## YOUR OBJECTIVE
Check every line of the material below for the string "samples", and return the ones that have it.

## GIVEN INFORMATION
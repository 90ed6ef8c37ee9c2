use tracing::debug;

use crate::color::HsvRange;
use crate::detection::{annotate, draw_geometry, locate};
use crate::fit::circle::{CircleFit, RotatedCircleEstimator};
use crate::frame::{Detection, Frame, PositionSample, SamplePoint};
use crate::segment::Segmenter;
use crate::transform::to_circle_frame;

use super::config::{FramePayloadKind, TrackerConfig};
use super::events::{FramePayload, GeometryUpdate};

/// What one frame produced.
#[derive(Clone, Debug)]
pub struct FrameOutcome {
    pub frame_index: usize,
    pub detection: Option<Detection>,
    pub payload: Option<FramePayload>,
    pub sample: Option<PositionSample>,
    pub geometry: Option<GeometryUpdate>,
}

/// Everything a run has accumulated.
#[derive(Clone, Debug, Default)]
pub struct RunRecord {
    pub samples: Vec<SamplePoint>,
    pub series: Vec<PositionSample>,
    /// Last successful circle fit.
    pub circle: Option<CircleFit>,
    /// Bob radius from the latest sampled detection.
    pub bob_radius: Option<f64>,
    pub frames_processed: usize,
    pub frame_rate: f64,
}

/// Per-run tracking state, driven one frame at a time.
///
/// Holds no thread or channel; the worker wraps it.
pub struct TrackingSession {
    config: TrackerConfig,
    segmenter: Segmenter,
    estimator: RotatedCircleEstimator,
    frame_rate: f64,
    frame_number: usize,
    samples: Vec<SamplePoint>,
    series: Vec<PositionSample>,
    bob_radius: Option<f64>,
    x_extent: Option<(f64, f64)>,
}

impl TrackingSession {
    pub fn new(config: TrackerConfig, frame_rate: f64) -> Self {
        let frame_rate = if frame_rate.is_finite() && frame_rate > 0.0 {
            frame_rate
        } else {
            debug!(
                reported = frame_rate,
                fallback = config.sampling.fallback_frame_rate,
                "Source frame rate unusable"
            );
            config.sampling.fallback_frame_rate
        };

        Self {
            segmenter: Segmenter::new(config.segmentation.clone()),
            estimator: RotatedCircleEstimator::new(
                config.circle.initial_guess,
                config.circle.solver.clone(),
            ),
            config,
            frame_rate,
            frame_number: 0,
            samples: Vec::new(),
            series: Vec::new(),
            bob_radius: None,
            x_extent: None,
        }
    }

    pub fn frame_rate(&self) -> f64 {
        self.frame_rate
    }

    pub fn frames_processed(&self) -> usize {
        self.frame_number
    }

    pub fn samples(&self) -> &[SamplePoint] {
        &self.samples
    }

    pub fn series(&self) -> &[PositionSample] {
        &self.series
    }

    pub fn circle(&self) -> Option<&CircleFit> {
        self.estimator.current()
    }

    /// Segment, locate, and on sampling frames refit and extend the series.
    pub fn process(&mut self, frame: Frame, hsv: &HsvRange) -> FrameOutcome {
        let frame_index = self.frame_number;
        self.frame_number += 1;

        let mask = self
            .segmenter
            .segment(&frame, self.config.segmentation.mode, hsv);
        let detection = locate(&mask, self.config.detection.min_area);

        let cadence = self.config.sampling.cadence.max(1);
        let mut sample = None;
        let mut geometry = None;

        if let Some(d) = detection.as_ref().filter(|_| frame_index % cadence == 0) {
            let bob_radius = d.radius();
            self.bob_radius = Some(bob_radius);
            let (x_min, x_max) = match self.x_extent {
                Some((lo, hi)) => (lo.min(d.center.x), hi.max(d.center.x)),
                None => (d.center.x, d.center.x),
            };
            self.x_extent = Some((x_min, x_max));

            if self.samples.len() < self.config.sampling.max_samples {
                self.samples.push(SamplePoint {
                    x: d.center.x,
                    y: d.center.y,
                    frame_index,
                });
                self.estimator.refit(&self.samples);
            }

            let transformed = to_circle_frame(
                d.center,
                &self.estimator.geometry(),
                frame.height() as f64,
            );
            let entry = PositionSample {
                time: frame_index as f64 / self.frame_rate,
                x: transformed.x,
                y: transformed.y,
            };
            self.series.push(entry);
            sample = Some(entry);

            geometry = Some(GeometryUpdate {
                circle: self.estimator.current().copied(),
                bob_radius,
                x_min,
                x_max,
            });
        }

        let payload = match self.config.output.payload {
            FramePayloadKind::None => None,
            FramePayloadKind::Raw => Some(FramePayload::Raw(frame)),
            FramePayloadKind::Mask => Some(FramePayload::Mask(mask)),
            FramePayloadKind::Annotated => Some(FramePayload::Annotated(
                self.annotated(frame, detection.as_ref()),
            )),
        };

        FrameOutcome {
            frame_index,
            detection,
            payload,
            sample,
            geometry,
        }
    }

    fn annotated(&self, frame: Frame, detection: Option<&Detection>) -> Frame {
        let Some(d) = detection else {
            return frame;
        };
        let mut out = annotate(&frame, d);
        if let Some(circle) = self.estimator.current() {
            draw_geometry(&mut out, circle, d);
        }
        out
    }

    pub fn into_record(self) -> RunRecord {
        RunRecord {
            samples: self.samples,
            series: self.series,
            circle: self.estimator.current().copied(),
            bob_radius: self.bob_radius,
            frames_processed: self.frame_number,
            frame_rate: self.frame_rate,
        }
    }
}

## EXERCISE SOLUTION
    pub samples: Vec<SamplePoint>,
    samples: Vec<SamplePoint>,
            samples: Vec::new(),
    pub fn samples(&self) -> &[SamplePoint] {
        &self.samples
            if self.samples.len() < self.config.sampling.max_samples {
                self.samples.push(SamplePoint {
                self.estimator.refit(&self.samples);
            samples: self.samples,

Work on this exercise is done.